Malgré les rumeurs qui courent, mon père a souhaité que nous passions un agréable dîner et a insisté pour que je vienne. Il fait des efforts, je le vois. Mais son expression fermée, ses yeux fuyants, sa mâchoire serrée et ses lèvres pincées indiquent sa réticence face à la situation. Surtout que les fausses accusations qui pèsent sur nos épaules ne rajoutent que des problèmes en plus. Tendue, je m'assois en face de mon paternel, Alexander à mes côtés. Les employés ne tardent pas à nous rejoindre et apportent une certaine joie qui nous fait tous un grand bien.

Nous rions, buvons, mangeons et discutons de tout et de rien. Et au bout d'une quinzaine de minutes, je pose mon regard sur mon père et remarque que ses lèvres s'étirent en un minuscule sourire. Une étincelle d'amusement traverse son regard, autrefois impénétrable.  Alexander serre doucement ma main sous la table et ce geste suffit à apaiser les battements affolés de mon cœur. Je réussis même à avaler le plat principal sans picorer.
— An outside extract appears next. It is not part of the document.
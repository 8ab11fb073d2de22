mod reward_dto;
mod streak_dto;

pub use reward_dto::LedgerEntryDto;
pub use streak_dto::{StreakTrackDto, UserStreakStatusDto};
Lorsque nous passons au dessert, mon père se lève et attrape la coupe de champagne français qu'il brandit en l'air. Nous ne tardons pas à tous l'imiter, curieux de savoir ce qu'il va nous déclarer. Je le dévisage un instant : il porte fièrement son uniforme qui lui donne cet air sérieux et solennel. Ses prunelles croisent les miennes et durant une seconde, je crois retrouver le cher père que j'ai toujours eu, avant la guerre.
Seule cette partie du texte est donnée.